After the release of Strange House in March 2007, the Horrors embarked on an 18-month promotional world tour. A slot supporting Black Rebel Motorcycle Club in the United States in summer 2007 was cancelled because of lack of funds, but the band instead headlined a US tour that June. They made a number of festival appearances throughout 2007, including the Glastonbury Festival, the Carling Weekend (on the Radio 1/NME stage), various Scandinavian festivals, the Summer Sonic Festival in Japan and Splendour in the Grass in Australia. Their setlists throughout that summer included a cover of "No Love Lost" by Joy Division. In December 2007, they featured in the All Tomorrows Parties festival curated by Geoff Barrow of Portishead. The Horrors also appeared in the third series of The Mighty Boosh in December as the fictional band "the Black Tubes", and supported the Arctic Monkeys on their short sellout tour of the UK, receiving a mixed reception. The band played an NME Awards show in 2008 with Crystal Castles, Ulterior and These New Puritans, and supported the Sonics on 23 March. Another London show followed at Bethnal Green's Rich Mix Cultural Foundation on 23 May of the following year. On 18 January 2008, Counting in Fives, a documentary of the band's 2007 US tour, was unveiled at the Sundance Film Festival.

Eventually, Strange House reached No. 37 on the UK Albums Chart.
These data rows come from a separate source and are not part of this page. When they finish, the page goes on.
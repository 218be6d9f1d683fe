//! `ask` - put one question to the assistant from the terminal.
//!
//! Answer text goes to stdout as it streams; tool activity goes to stderr.

use construction_finance_assistant::{
    agent::{Orchestrator, OrchestratorSettings},
    config::AppConfig,
    gateway,
    llm::OpenRouterClient,
    models::ChatMessage,
    stream::StreamChunk,
    tools::create_default_registry,
};
use futures::StreamExt;
use std::io::Write;
use std::sync::Arc;
use tracing::info;
use tracing_subscriber::EnvFilter;

#[tokio::main]
async fn main() -> Result<(), Box<dyn std::error::Error>> {
    dotenv::dotenv().ok();

    tracing_subscriber::fmt()
        .with_env_filter(EnvFilter::try_from_default_env().unwrap_or_else(|_| EnvFilter::new("warn")))
        .with_writer(std::io::stderr)
        .init();

    let question = std::env::args().skip(1).collect::<Vec<_>>().join(" ");
    if question.trim().is_empty() {
        eprintln!("Usage: ask <question>");
        eprintln!("Example: ask \"Which packages are overspent?\"");
        std::process::exit(2);
    }

    let config = AppConfig::from_env()?;
    let orchestrator = Orchestrator::new(
        Arc::new(OpenRouterClient::new(&config.model)?),
        create_default_registry(),
        gateway::from_config(&config.gateway)?,
        OrchestratorSettings::from(&config),
    );

    info!(question = %question, "Asking");

    let mut stream = orchestrator
        .stream_chat(vec![ChatMessage::user(question)])
        .await?;

    let mut stdout = std::io::stdout();
    let mut failed = false;

    while let Some(chunk) = stream.next().await {
        match chunk {
            StreamChunk::TextDelta(text) => {
                write!(stdout, "{}", text)?;
                stdout.flush()?;
            }
            StreamChunk::ToolCall(call) => {
                eprintln!("-> {} {}", call.name, call.arguments);
            }
            StreamChunk::ToolResult(result) if result.is_error() => {
                eprintln!("<- {} failed: {}", result.tool_name, result.payload["error"]);
            }
            StreamChunk::ToolResult(result) => {
                eprintln!("<- {} ok", result.tool_name);
            }
            StreamChunk::Error(message) => {
                eprintln!("\nError: {}", message);
                failed = true;
            }
            StreamChunk::Finish { .. } => writeln!(stdout)?,
            StreamChunk::StepStart { .. } | StreamChunk::StepFinish { .. } => {}
        }
    }

    // Let the conversation log write land before exiting
    stream.join().await;

    if failed {
        std::process::exit(1);
    }

    Ok(())
}
//! Construction Finance Assistant
//!
//! A chat backend that lets construction project managers ask budget
//! questions in plain language:
//! - Streams answers from a hosted LLM reached through OpenRouter
//! - Lets the model call five read-only finance tools
//! - Relays pre-aggregated rows from the data service, formatted for display
//! - Caps every conversation turn at a fixed number of model round trips
//! - Logs each completed conversation without delaying the response
//!
//! LOOP:
//! MESSAGES → MODEL → TOOL CALLS → TOOL RESULTS → MODEL → ... → FINISH → LOG

pub mod agent;
pub mod api;
pub mod config;
pub mod error;
pub mod format;
pub mod gateway;
pub mod llm;
pub mod models;
pub mod stream;
pub mod tools;

pub use error::Result;

// Re-export common types
pub use models::*;
pub use agent::{ChatStream, ChatTranscript, Orchestrator, OrchestratorSettings};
Following the "She Is the New Thing" single release in June 2007, the band recorded a cover of Suicide's "Shadazz" for Blast First Petite as part of their tribute to Alan Vega in October 2008, their only release before their new material in 2009.

===Primary Colours (2009–2010)===
After they left Loog Records in 2007, the band signed to XL Recordings. At the end of 2007, the Horrors announced the forthcoming recording of a new album, which was produced by the band, Craig Silvey, Barrow and music video director Chris Cunningham. Recording took place in Bath during the summer of 2008. Barrow's influence brought the more prominent use of keyboards and electronics, which was of particular interest to bassist Tom Furse – leading him to ultimately swap instruments with then-keyboardist Rhys Webb in the band's line-up.

The album's first single, "Sea Within a Sea", was released only as a digital download on 17 March 2009, together with a music video directed by Douglas Hart which was posted on the band's website on the same day. Their second album, Primary Colours, was officially released on 4 May 2009 to critical acclaim, and reached No. 25 on the UK Albums Chart. The single "Who Can Say" was released on 7" vinyl one week later.

Primary Colours was nominated for the 2009 Mercury Prize. NME later awarded the album first place in the 50 Best Albums of 2009. After headlining London's Offset Festival and touring for Primary Colours, the Horrors indicated a desire to build their own studio to record at obscure hours.

===Skying (2011–2012)===
In April 2010, singer Badwan announced on the band's official forum that the Horrors had already started working on their third album, to be called Skying, and had been in the studio for some months. A track from the album, "Endless Blue", was first unveiled at the Latitude Festival in July 2010, and later performed at Poland's Off Festival and Belgium's Lokerse Feesten in August 2010. In February 2011, after rumours that the album had been delayed, Badwan announced via the official forum that the album would be released in July. The first single, "Still Life", premiered on 24 May on Zane Lowe's BBC Radio 1 show. The full album was made available for streaming from the band's website on 4 July and officially released on 11 July 2011.

The band were announced as headliners on the Festival Republic Stage at the Reading and Leeds festivals in August 2011. They were joined on stage by the Vaccines, whose guitarist is Tom Furse's younger brother Freddie Cowan; Tom Furse had also joined the Vaccines on stage earlier on the same day. They were also chosen to perform at the ATP I'll Be Your Mirror festival curated by ATP and Portishead in September 2011 in Asbury Park, New Jersey. In November 2011, The Horrors remixed Lady Gaga's song "Bloody Mary" for the singer's compilation album, Born This Way: The Remix.

The band joined Florence and The Machine on the UK and Ireland leg of her Ceremonials Tour in March 2012. They also headlined the Word Arena tent of 2012's Latitude Festival. In December 2012, the Horrors released the remix vinyl box set Higher.

=== Luminous (2013–2014)===
The Horrors headlined the Truck Festival in Oxfordshire on 19 July 2013 and the Y Not Festival in Derbyshire on 4 August 2013.

The band's fourth studio album, Luminous, was released on 5 May 2014. The record was self-produced and recorded in their own studio in Hackney, London. It was described as being "fun and danceable".

=== V (2015–2020) ===
In June 2015, Badwan said that the band were working on an album with producer Paul Epworth, and were aiming to release it before the end of 2015. They supported New Order in November 2015, and played several festivals in 2016, including the Victorious Festival in Portsmouth, UK on 28 August.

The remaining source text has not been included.